The beat poet Kerouac visited the M&M Bar and described it for Esquire magazine in 1970: "What characters in there: old prospectors, gamblers, whores, miners, Indians, cowboys, tobacco-chewing businessmen! . . . It was the end of my quest for an ideal bar."

Elsewhere . . .

POLLUTION DOWN, STUDY SAYS: Environmental pollution in North America dropped 5 percent between 1995 and 2000, according to a study by the Commission for Environmental Cooperation set up under the North American Free Trade Agreement.

The study released today said two of the most notable trends reflected in the overall decline are a 28 percent drop in the amount of chemicals emitted into the air and a 41 percent increase in the amount of chemicals sent largely to off-premise landfills.

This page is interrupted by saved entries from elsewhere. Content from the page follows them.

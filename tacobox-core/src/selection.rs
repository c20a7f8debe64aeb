//! Selection store: the items the customer has chosen so far.
//!
//! One store serves both selection policies. [`SelectionMode::Quantified`]
//! accumulates quantities when an item is re-selected, while
//! [`SelectionMode::PresenceOnly`] treats each tap as a membership toggle.
use serde::{Deserialize, Serialize};

/// Which selection policy a store follows.
#[derive(Debug, Clone, Copy, Default, PartialEq, Eq, Serialize, Deserialize)]
#[serde(rename_all = "snake_case")]
pub enum SelectionMode {
    /// Items carry a quantity; re-selecting adds to it.
    #[default]
    Quantified,
    /// Items are either present (one unit) or absent; tapping toggles.
    PresenceOnly,
}

/// A line in the selection.
#[derive(Debug, Clone, PartialEq, Eq, Serialize, Deserialize)]
pub struct SelectionEntry {
    pub item_id: String,
    /// Always at least 1
    pub quantity: u32,
}

/// What a store mutation did.
#[derive(Debug, Clone, Copy, PartialEq, Eq, Serialize, Deserialize)]
#[serde(rename_all = "snake_case", tag = "change")]
pub enum SelectionChange {
    Added { quantity: u32 },
    Incremented { quantity: u32 },
    Removed,
    Cleared { removed: usize },
    Unchanged,
}

/// Selection state, ordered by first addition.
#[derive(Debug, Clone, Default, PartialEq, Eq, Serialize, Deserialize)]
pub struct SelectionStore {
    mode: SelectionMode,
    entries: Vec<SelectionEntry>,
}

impl SelectionStore {
    /// Create a new empty store.
    #[must_use]
    pub const fn new(mode: SelectionMode) -> Self {
        Self {
            mode,
            entries: Vec::new(),
        }
    }

    #[must_use]
    pub const fn mode(&self) -> SelectionMode {
        self.mode
    }

    #[must_use]
    pub fn entries(&self) -> &[SelectionEntry] {
        &self.entries
    }

    pub fn iter(&self) -> std::slice::Iter<'_, SelectionEntry> {
        self.entries.iter()
    }

    /// Find an entry by item ID.
    #[must_use]
    pub fn find_entry(&self, item_id: &str) -> Option<&SelectionEntry> {
        self.entries.iter().find(|entry| entry.item_id == item_id)
    }

    fn find_entry_mut(&mut self, item_id: &str) -> Option<&mut SelectionEntry> {
        self.entries.iter_mut().find(|entry| entry.item_id == item_id)
    }

    #[must_use]
    pub fn contains(&self, item_id: &str) -> bool {
        self.find_entry(item_id).is_some()
    }

    /// Current quantity of an item, 0 when absent.
    #[must_use]
    pub fn quantity_of(&self, item_id: &str) -> u32 {
        self.find_entry(item_id).map_or(0, |entry| entry.quantity)
    }

    /// Add an item.
    ///
    /// In quantified mode an existing entry grows by `quantity`; otherwise a
    /// new entry is appended. In presence-only mode the quantity is ignored
    /// and an already-present item is left as is. A zero quantity is treated
    /// as one.
    pub fn add(&mut self, item_id: &str, quantity: u32) -> SelectionChange {
        let quantity = quantity.max(1);
        match self.mode {
            SelectionMode::Quantified => {
                if let Some(entry) = self.find_entry_mut(item_id) {
                    entry.quantity = entry.quantity.saturating_add(quantity);
                    return SelectionChange::Incremented {
                        quantity: entry.quantity,
                    };
                }
                self.push(item_id, quantity);
                SelectionChange::Added { quantity }
            }
            SelectionMode::PresenceOnly => {
                if self.contains(item_id) {
                    return SelectionChange::Unchanged;
                }
                self.push(item_id, 1);
                SelectionChange::Added { quantity: 1 }
            }
        }
    }

    /// Flip membership of an item. Only meaningful in presence-only mode;
    /// quantified stores report [`SelectionChange::Unchanged`].
    pub fn toggle(&mut self, item_id: &str) -> SelectionChange {
        if self.mode != SelectionMode::PresenceOnly {
            return SelectionChange::Unchanged;
        }
        if self.contains(item_id) {
            self.remove_entry(item_id)
        } else {
            self.push(item_id, 1);
            SelectionChange::Added { quantity: 1 }
        }
    }

    /// Remove an item entirely.
    pub fn remove_entry(&mut self, item_id: &str) -> SelectionChange {
        let before = self.entries.len();
        self.entries.retain(|entry| entry.item_id != item_id);
        if self.entries.len() == before {
            SelectionChange::Unchanged
        } else {
            SelectionChange::Removed
        }
    }

    /// Clear the entire selection.
    pub fn clear_all(&mut self) -> SelectionChange {
        let removed = self.entries.len();
        self.entries.clear();
        if removed == 0 {
            SelectionChange::Unchanged
        } else {
            SelectionChange::Cleared { removed }
        }
    }

    /// Same mode and the same ids with the same quantities, ignoring order.
    /// Re-adding an id in presence-only mode moves it to the end.
    #[must_use]
    pub fn same_contents(&self, other: &Self) -> bool {
        self.mode == other.mode
            && self.len() == other.len()
            && self
                .entries
                .iter()
                .all(|entry| other.quantity_of(&entry.item_id) == entry.quantity)
    }

    /// Sum of quantities across all entries.
    #[must_use]
    pub fn total_units(&self) -> u64 {
        self.entries
            .iter()
            .map(|entry| u64::from(entry.quantity))
            .sum()
    }

    #[must_use]
    pub const fn len(&self) -> usize {
        self.entries.len()
    }

    #[must_use]
    pub const fn is_empty(&self) -> bool {
        self.entries.is_empty()
    }

    fn push(&mut self, item_id: &str, quantity: u32) {
        self.entries.push(SelectionEntry {
            item_id: item_id.to_string(),
            quantity,
        });
    }
}

impl<'a> IntoIterator for &'a SelectionStore {
    type Item = &'a SelectionEntry;
    type IntoIter = std::slice::Iter<'a, SelectionEntry>;

    fn into_iter(self) -> Self::IntoIter {
        self.iter()
    }
}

COLORADO APPROVES SCHOOL VOUCHERS: Colorado Gov. Bill Owens signed a law Wednesday establishing the first state school voucher program since the U.S. Supreme Court declared such programs constitutional last year.

The law will allow a school district to provide vouchers to children in kindergarten through 12th grade who are eligible for free or reduced-cost school lunches if at least eight of its schools received low or unsatisfactory academic performance ratings.

SALLIE MAE ERRORS: A computer error has forced Sallie Mae, the nation's largest provider of student loans, to increase the monthly payments of 800,000 borrowers.

Sallie Mae spokeswoman Kathleen deLaski said Wednesday the company expects 90 percent of the monthly increases to be $40 or less. The average increase, she added, should be $25 per month.

"It is our error and we're sending out letters apologizing for it," deLaski said.